And S230, determining a candidate frame comprising each key point in the current video frame.
Typically, multiple candidate blocks can be determined in the current video frame, which typically overlap or are redundant. For convenience of description and distinction, a frame directly determined from a current video frame is referred to as a candidate frame.
S240, mapping the regression frame including the key points in the second historical video frame to the current video frame through the optical flow to obtain a reference regression frame of the current video frame.
Similar to the mapping method of the key points, in this embodiment, an optical flow field algorithm is used to calculate motion vectors of a plurality of pixel points in the second historical video frame and the current video frame, that is, an optical flow field is established. And mapping the position information of the regression frame in the second historical video frame into a current video frame according to the motion vector of the background image, wherein the position information of the regression frame comprises the length, the width and the center coordinate of the regression frame.
Optionally, S240 includes the following two steps:
the method comprises the following steps that firstly, a motion vector of a background image is determined according to the position information of a background pixel point in a second historical video frame and the initial position information of the background pixel point in a current video frame.

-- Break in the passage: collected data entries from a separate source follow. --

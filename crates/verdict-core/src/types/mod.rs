//! Core data types for the engine.

mod enriched;
mod horizon;
mod lookback;
mod price;
mod recommendation;
mod signal;

pub use enriched::EnrichedPoint;
pub use horizon::Horizon;
pub use lookback::Lookback;
pub use price::{PricePoint, Series};
pub use recommendation::{Action, Recommendation};
pub use signal::{
    BandLabel, IndicatorFamily, MacdLabel, RsiLabel, Signal, SignalKind, SignalSet, TrendLabel,
};
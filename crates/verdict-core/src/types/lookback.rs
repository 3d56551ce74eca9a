//! How much trailing history to analyze.

use chrono::{Datelike, Duration, Months, NaiveDate};
use serde::{Deserialize, Serialize};
use std::fmt;
use std::str::FromStr;

/// Trailing window of history, counted back from the latest session.
///
/// Parsed from the usual provider period strings: `5d`, `1mo`, `6mo`, `1y`,
/// `ytd`, `max`. Day counts are calendar days.
#[derive(Debug, Clone, Copy, PartialEq, Eq, Hash, Serialize, Deserialize)]
#[serde(try_from = "String", into = "String")]
pub enum Lookback {
    Days(u32),
    Months(u32),
    Years(u32),
    YearToDate,
    Max,
}

impl Lookback {
    /// Earliest date kept when the latest session is `latest`, or `None` for all history.
    pub fn start(&self, latest: NaiveDate) -> Option<NaiveDate> {
        match *self {
            Lookback::Days(n) => latest.checked_sub_signed(Duration::days(i64::from(n))),
            Lookback::Months(n) => latest.checked_sub_months(Months::new(n)),
            Lookback::Years(n) => latest.checked_sub_months(Months::new(n.saturating_mul(12))),
            Lookback::YearToDate => NaiveDate::from_ymd_opt(latest.year(), 1, 1),
            Lookback::Max => None,
        }
    }
}

impl Default for Lookback {
    fn default() -> Self {
        Lookback::Max
    }
}

impl fmt::Display for Lookback {
    fn fmt(&self, f: &mut fmt::Formatter<'_>) -> fmt::Result {
        match self {
            Lookback::Days(n) => write!(f, "{}d", n),
            Lookback::Months(n) => write!(f, "{}mo", n),
            Lookback::Years(n) => write!(f, "{}y", n),
            Lookback::YearToDate => write!(f, "ytd"),
            Lookback::Max => write!(f, "max"),
        }
    }
}

impl FromStr for Lookback {
    type Err = String;

    fn from_str(s: &str) -> Result<Self, Self::Err> {
        let lower = s.trim().to_lowercase();
        match lower.as_str() {
            "max" => return Ok(Lookback::Max),
            "ytd" => return Ok(Lookback::YearToDate),
            _ => {}
        }

        let split = lower
            .find(|c: char| !c.is_ascii_digit())
            .ok_or_else(|| format!("Invalid period: {}", s))?;
        let (count, unit) = lower.split_at(split);
        let count: u32 = count
            .parse()
            .map_err(|_| format!("Invalid period: {}", s))?;
        if count == 0 {
            return Err(format!("Period must be positive: {}", s));
        }

        match unit {
            "d" => Ok(Lookback::Days(count)),
            "mo" => Ok(Lookback::Months(count)),
            "y" => Ok(Lookback::Years(count)),
            _ => Err(format!("Invalid period: {}", s)),
        }
    }
}

impl TryFrom<String> for Lookback {
    type Error = String;

    fn try_from(s: String) -> Result<Self, Self::Error> {
        s.parse()
    }
}

impl From<Lookback> for String {
    fn from(lookback: Lookback) -> Self {
        lookback.to_string()
    }
}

The second step is that: and determining a reference regression frame comprising the key points in the current video frame according to the position information of the regression frame comprising the key points in the second historical video frame and the motion vector of the background image.
And S250, obtaining a regression frame in the current video frame according to the candidate frame and the reference regression frame.

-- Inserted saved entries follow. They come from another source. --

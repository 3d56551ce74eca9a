//! Per-request audit events.

use std::fmt::Display;
use std::time::{Duration, Instant};
use tracing::{error, info, info_span, Span};
use uuid::Uuid;

/// Tracks one pipeline run from request to outcome.
///
/// Every event emitted through [`AuditRecord::span`] carries the request id.
#[derive(Debug)]
pub struct AuditRecord {
    request_id: Uuid,
    symbol: String,
    started: Instant,
    span: Span,
}

impl AuditRecord {
    /// Stamp a new request for a symbol.
    pub fn start(symbol: &str) -> Self {
        let request_id = Uuid::new_v4();
        let span = info_span!("analysis", request_id = %request_id, symbol);
        span.in_scope(|| info!("request received"));

        Self {
            request_id,
            symbol: symbol.to_string(),
            started: Instant::now(),
            span,
        }
    }

    pub fn request_id(&self) -> Uuid {
        self.request_id
    }

    pub fn symbol(&self) -> &str {
        &self.symbol
    }

    /// Span to enter while the request is processed.
    pub fn span(&self) -> &Span {
        &self.span
    }

    /// Emit the outcome event and return the elapsed time.
    pub fn finish<T, E: Display>(self, result: &Result<T, E>) -> Duration {
        let elapsed = self.started.elapsed();
        let elapsed_ms = elapsed.as_secs_f64() * 1000.0;

        self.span.in_scope(|| match result {
            Ok(_) => info!(elapsed_ms, outcome = "ok", "request completed"),
            Err(e) => error!(elapsed_ms, outcome = "error", error = %e, "request failed"),
        });

        elapsed
    }
}

#[cfg(test)]
mod tests {
    use super::*;

    #[test]
    fn test_request_ids_are_unique() {
        let a = AuditRecord::start("AAPL");
        let b = AuditRecord::start("AAPL");

        assert_ne!(a.request_id(), b.request_id());
        assert_eq!(a.symbol(), "AAPL");
    }

    #[test]
    fn test_finish_reports_elapsed() {
        let record = AuditRecord::start("MSFT");
        std::thread::sleep(Duration::from_millis(2));

        let ok: Result<(), String> = Ok(());
        assert!(record.finish(&ok) >= Duration::from_millis(2));

        let failed: Result<(), String> = Err("no data".to_string());
        let elapsed = AuditRecord::start("MSFT").finish(&failed);
        assert!(elapsed < Duration::from_secs(5));
    }
}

Optionally, non-maximum suppression is performed on the candidate frame and the reference regression frame to obtain a regression frame in the current video frame. For example, the current video frame and the candidate and reference regression frames are input to a Non-Maximum Suppression (NMS) network, and redundant regression frames are removed to obtain the optimal regression frame in the current video frame. The NMS network belongs to the prior art, and is not described herein in detail.
It should be noted that, since a plurality of candidate regression frames are obtained in the current video frame, the operation only needs to keep a limited number of optimal regression frames, and the number of reference regression frames is not suitable to be too large. Optionally, the number of the reference regression boxes is 1, and accordingly, the second historical video frame is a video frame previous to the current video frame.
And S260, detecting initial position information of each key point from the regression frame in the current video frame.
Optionally, according to the position information of the regression frame, an image of the regression frame is captured from the current video frame, and then the image of the regression frame is input into the key point detection model, so as to obtain the position information of each key point.
In the embodiment, a regression frame including each key point in the second historical video frame is mapped to the current video frame through the optical flow to obtain a reference regression frame of the current video frame; obtaining a regression frame in the current video frame according to the candidate frame and the reference regression frame, thereby obtaining the regression frame in the current video frame by taking the historical position of the regression frame as a reference based on an optical flow algorithm and effectively improving the accuracy of the key point detection; meanwhile, under the conditions that the key points in the current video frame are shielded and the motion is fuzzy, the position information of the key points can be accurately detected; moreover, by detecting the initial position information of each key point from the regression frame in the current video frame, interference factors except the regression frame can be removed, and the accuracy of key point detection is improved.
EXAMPLE III
Fig. 3 is a flowchart of a key point detection method provided in the third embodiment of the present disclosure. In this embodiment, each optional implementation manner of each embodiment is further optimized, and optionally, "the position information of each key point in the current video frame is respectively obtained according to the initial position information and the reference position information of each key point" is optimized to "the position information of each key point in the current video frame, of which the confidence coefficient meets a first preset requirement, is respectively obtained according to the confidence coefficient of the initial position information and the confidence coefficient of the reference position information of each key point", so that the position information of each key point in the current video frame is selected according to the confidence coefficient. With reference to fig. 3, the method provided in this embodiment specifically includes the following operations:
s310, selecting a current video frame and a first historical video frame before the current video frame from the video frame sequence displayed with the user image.
And S320, detecting initial position information of each key point from the current video frame.
S330, mapping the position information of each key point in the first historical video frame to the current video frame through the optical flow to obtain the reference position information of each key point in the current video frame.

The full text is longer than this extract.